ECLI:NL:RBROT:2009:BJ9992
Rechtbank Rotterdam
- Eerste aanleg - meervoudig
- Rechtspraak.nl
Afwijzing wrakingsverzoek in strafzaak tegen verzoekster
In deze zaak heeft de rechtbank Rotterdam op 6 oktober 2009 een wrakingsverzoek afgewezen dat was ingediend door verzoekster, die preventief gedetineerd was. Het wrakingsverzoek was gebaseerd op de vrees voor partijdigheid van de rechters in haar strafzaak. Verzoekster stelde dat de rechters niet-onpartijdig waren, onder andere omdat zij in een eerdere zaak over haar betrokkenheid bij de dood van een ander hadden geoordeeld.
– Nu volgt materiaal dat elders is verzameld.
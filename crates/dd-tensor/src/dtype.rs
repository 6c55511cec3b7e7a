use std::fmt;
use std::ops::{Add, Mul};

use half::f16;

use crate::error::{Result, TensorError};
use crate::storage::CpuStorage;

/// Supported data types for tensor storage.
#[derive(Debug, Clone, Copy, PartialEq, Eq, Hash)]
pub enum DType {
    /// 32-bit floating point.
    F32,
    /// 64-bit floating point.
    F64,
    /// 16-bit floating point (IEEE 754 half-precision, via the `half` crate).
    F16,
}

impl fmt::Display for DType {
    fn fmt(&self, f: &mut fmt::Formatter<'_>) -> fmt::Result {
        match self {
            DType::F32 => write!(f, "f32"),
            DType::F64 => write!(f, "f64"),
            DType::F16 => write!(f, "f16"),
        }
    }
}

/// A scalar type that can live in a `CpuStorage`.
///
/// `Acc` is the type inner products are accumulated in. Half precision
/// accumulates in `f32`; the other types accumulate in themselves.
pub trait Element: Copy + Send + Sync + PartialEq + fmt::Debug + 'static {
    /// The runtime tag for this element type.
    const DTYPE: DType;

    /// Accumulator used for sums of products.
    type Acc: Copy + Send + Sync + Add<Output = Self::Acc> + Mul<Output = Self::Acc>;

    fn zero() -> Self;
    fn from_f64(v: f64) -> Self;

    fn to_acc(self) -> Self::Acc;
    fn from_acc(acc: Self::Acc) -> Self;
    fn acc_zero() -> Self::Acc;
    fn acc_from_f64(v: f64) -> Self::Acc;

    /// Borrow typed data out of untyped storage.
    ///
    /// # Errors
    /// Returns `DTypeMismatch` if the storage holds a different dtype.
    fn slice(storage: &CpuStorage) -> Result<&[Self]>;

    /// Mutably borrow typed data out of untyped storage.
    ///
    /// # Errors
    /// Returns `DTypeMismatch` if the storage holds a different dtype.
    fn slice_mut(storage: &mut CpuStorage) -> Result<&mut [Self]>;

    /// Wrap a typed vector into untyped storage.
    fn into_storage(data: Vec<Self>) -> CpuStorage;
}

fn mismatch(expected: DType, got: DType) -> TensorError {
    TensorError::DTypeMismatch {
        expected: expected.to_string(),
        got: got.to_string(),
    }
}

impl Element for f32 {
    const DTYPE: DType = DType::F32;
    type Acc = f32;

    fn zero() -> Self {
        0.0
    }
    fn from_f64(v: f64) -> Self {
        v as f32
    }
    fn to_acc(self) -> f32 {
        self
    }
    fn from_acc(acc: f32) -> Self {
        acc
    }
    fn acc_zero() -> f32 {
        0.0
    }
    fn acc_from_f64(v: f64) -> f32 {
        v as f32
    }

    fn slice(storage: &CpuStorage) -> Result<&[Self]> {
        match storage {
            CpuStorage::F32(v) => Ok(v.as_slice()),
            other => Err(mismatch(Self::DTYPE, other.dtype())),
        }
    }

    fn slice_mut(storage: &mut CpuStorage) -> Result<&mut [Self]> {
        match storage {
            CpuStorage::F32(v) => Ok(v.as_mut_slice()),
            other => Err(mismatch(Self::DTYPE, other.dtype())),
        }
    }

    fn into_storage(data: Vec<Self>) -> CpuStorage {
        CpuStorage::F32(data)
    }
}

impl Element for f64 {
    const DTYPE: DType = DType::F64;
    type Acc = f64;

    fn zero() -> Self {
        0.0
    }
    fn from_f64(v: f64) -> Self {
        v
    }
    fn to_acc(self) -> f64 {
        self
    }
    fn from_acc(acc: f64) -> Self {
        acc
    }
    fn acc_zero() -> f64 {
        0.0
    }
    fn acc_from_f64(v: f64) -> f64 {
        v
    }

    fn slice(storage: &CpuStorage) -> Result<&[Self]> {
        match storage {
            CpuStorage::F64(v) => Ok(v.as_slice()),
            other => Err(mismatch(Self::DTYPE, other.dtype())),
        }
    }

    fn slice_mut(storage: &mut CpuStorage) -> Result<&mut [Self]> {
        match storage {
            CpuStorage::F64(v) => Ok(v.as_mut_slice()),
            other => Err(mismatch(Self::DTYPE, other.dtype())),
        }
    }

    fn into_storage(data: Vec<Self>) -> CpuStorage {
        CpuStorage::F64(data)
    }
}

impl Element for f16 {
    const DTYPE: DType = DType::F16;
    type Acc = f32;

    fn zero() -> Self {
        f16::ZERO
    }
    fn from_f64(v: f64) -> Self {
        f16::from_f64(v)
    }
    fn to_acc(self) -> f32 {
        self.to_f32()
    }
    fn from_acc(acc: f32) -> Self {
        f16::from_f32(acc)
    }
    fn acc_zero() -> f32 {
        0.0
    }
    fn acc_from_f64(v: f64) -> f32 {
        v as f32
    }

    fn slice(storage: &CpuStorage) -> Result<&[Self]> {
        match storage {
            CpuStorage::F16(v) => Ok(v.as_slice()),
            other => Err(mismatch(Self::DTYPE, other.dtype())),
        }
    }

    fn slice_mut(storage: &mut CpuStorage) -> Result<&mut [Self]> {
        match storage {
            CpuStorage::F16(v) => Ok(v.as_mut_slice()),
            other => Err(mismatch(Self::DTYPE, other.dtype())),
        }
    }

    fn into_storage(data: Vec<Self>) -> CpuStorage {
        CpuStorage::F16(data)
    }
}
/// Dense-by-dense products onto a diagonal pattern, per execution target.
///
/// Each backend pairs with its own descriptor type, so a descriptor built for
/// one target cannot be handed to the kernel of another.
pub trait DiaBackend: ComputeBackend {
    /// Spatial index consumed by this backend's kernel.
    type Descriptor: BlockDescriptor;

    /// Build the block descriptor for `pattern`.
    ///
    /// The descriptor may be reused for any number of products whose target
    /// matrix has exactly this pattern.
    fn build_block_descriptor(&self, pattern: &DiaPattern) -> Result<Self::Descriptor>;

    /// `C <- blend.fact_ab * (A * B^T) + blend.fact_c * C` on the pattern of `C`.
    ///
    /// All operands are checked before anything is written; on error `C` is
    /// unchanged.
    fn densedense_to_dia(
        &self,
        c: &mut DiaMatrix,
        descriptor: &Self::Descriptor,
        a: &Tensor,
        b: &Tensor,
        blend: Blend,
    ) -> Result<()>;
}

/// Build the block descriptor for `pattern` on `backend`.
pub fn build_block_descriptor<B: DiaBackend>(
    backend: &B,
    pattern: &DiaPattern,
) -> Result<B::Descriptor> {
    backend.build_block_descriptor(pattern)
}

/// `C <- blend.fact_ab * (A * B^T) + blend.fact_c * C` on `backend`.
pub fn densedense_to_dia<B: DiaBackend>(
    backend: &B,
    c: &mut DiaMatrix,
    descriptor: &B::Descriptor,
    a: &Tensor,
    b: &Tensor,
    blend: Blend,
) -> Result<()> {
    backend.densedense_to_dia(c, descriptor, a, b, blend)
}
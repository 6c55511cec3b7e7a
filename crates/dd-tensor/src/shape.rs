use std::fmt;

/// A tensor shape, wrapping a vector of dimension sizes.
#[derive(Debug, Clone, PartialEq, Eq, Hash)]
pub struct Shape {
    dims: Vec<usize>,
}

impl Shape {
    /// Create a new shape from a vector of dimensions.
    pub fn new(dims: Vec<usize>) -> Self {
        Shape { dims }
    }

    /// Shorthand for a `[rows, cols]` shape.
    pub fn matrix(rows: usize, cols: usize) -> Self {
        Shape {
            dims: vec![rows, cols],
        }
    }

    /// Number of dimensions (rank).
    pub fn ndim(&self) -> usize {
        self.dims.len()
    }

    /// Total number of elements (product of all dimension sizes).
    pub fn numel(&self) -> usize {
        self.dims.iter().product()
    }

    /// Returns the size of dimension `i`.
    ///
    /// # Panics
    /// Panics if `i >= ndim()`.
    pub fn dim(&self, i: usize) -> usize {
        self.dims[i]
    }

    /// Returns a reference to the underlying dimension sizes.
    pub fn dims(&self) -> &[usize] {
        &self.dims
    }

}

impl fmt::Display for Shape {
    fn fmt(&self, f: &mut fmt::Formatter<'_>) -> fmt::Result {
        write!(f, "[")?;
        for (i, d) in self.dims.iter().enumerate() {
            if i > 0 {
                write!(f, ", ")?;
            }
            write!(f, "{}", d)?;
        }
        write!(f, "]")
    }
}

/// Memory order of a 2D tensor.
#[derive(Debug, Clone, Copy, PartialEq, Eq, Hash, Default)]
pub enum Layout {
    /// Consecutive elements of a row are adjacent in memory.
    #[default]
    RowMajor,
    /// Consecutive elements of a column are adjacent in memory.
    ColMajor,
}

impl Layout {
    /// Element strides `(row_stride, col_stride)` for a `[rows, cols]` matrix.
    pub fn strides(&self, rows: usize, cols: usize) -> (usize, usize) {
        match self {
            Layout::RowMajor => (cols, 1),
            Layout::ColMajor => (1, rows),
        }
    }

    /// Flat index of element `(i, j)` in a `[rows, cols]` matrix.
    #[inline]
    pub fn index(&self, i: usize, j: usize, rows: usize, cols: usize) -> usize {
        match self {
            Layout::RowMajor => i * cols + j,
            Layout::ColMajor => j * rows + i,
        }
    }
}

impl fmt::Display for Layout {
    fn fmt(&self, f: &mut fmt::Formatter<'_>) -> fmt::Result {
        match self {
            Layout::RowMajor => write!(f, "row-major"),
            Layout::ColMajor => write!(f, "col-major"),
        }
    }
}

#[cfg(test)]
mod tests {
    use super::*;

    #[test]
    fn test_basic_shape() {
        let s = Shape::new(vec![2, 3, 4]);
        assert_eq!(s.ndim(), 3);
        assert_eq!(s.numel(), 24);
        assert_eq!(s.dim(0), 2);
        assert_eq!(s.dim(1), 3);
        assert_eq!(s.dim(2), 4);
    }

    #[test]
    fn test_scalar_shape() {
        let s = Shape::new(vec![]);
        assert_eq!(s.ndim(), 0);
        assert_eq!(s.numel(), 1); // product of empty = 1
    }

    #[test]
    fn test_display() {
        assert_eq!(Shape::matrix(3, 5).to_string(), "[3, 5]");
    }

    #[test]
    fn test_layout_strides() {
        assert_eq!(Layout::RowMajor.strides(3, 5), (5, 1));
        assert_eq!(Layout::ColMajor.strides(3, 5), (1, 3));
    }

    #[test]
    fn test_layout_index_agrees_with_strides() {
        for layout in [Layout::RowMajor, Layout::ColMajor] {
            let (rs, cs) = layout.strides(3, 5);
            for i in 0..3 {
                for j in 0..5 {
                    assert_eq!(layout.index(i, j, 3, 5), i * rs + j * cs);
                }
            }
        }
    }
}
De rechtbank heeft het procesverloop en de argumenten van verzoekster zorgvuldig beoordeeld. De rechtbank concludeerde dat er geen objectieve gronden waren voor de vrees van verzoekster dat de rechters vooringenomen waren. De rechtbank oordeelde dat de beslissingen van de rechters, waaronder het horen van getuigen en de afwijzing van het verzoek tot opheffing van de voorlopige hechtenis, niet duidden op een gebrek aan onpartijdigheid. De rechtbank benadrukte dat wraking niet kan dienen als rechtsmiddel tegen inhoudelijke beslissingen van de rechters. De beslissing om het wrakingsverzoek af te wijzen werd unaniem genomen door de meervoudige kamer voor wrakingszaken, bestaande uit de voorzitter en twee andere rechters. De uitspraak werd gedaan in aanwezigheid van de griffier en de officier van justitie, die geen partij was in deze wrakingszaak.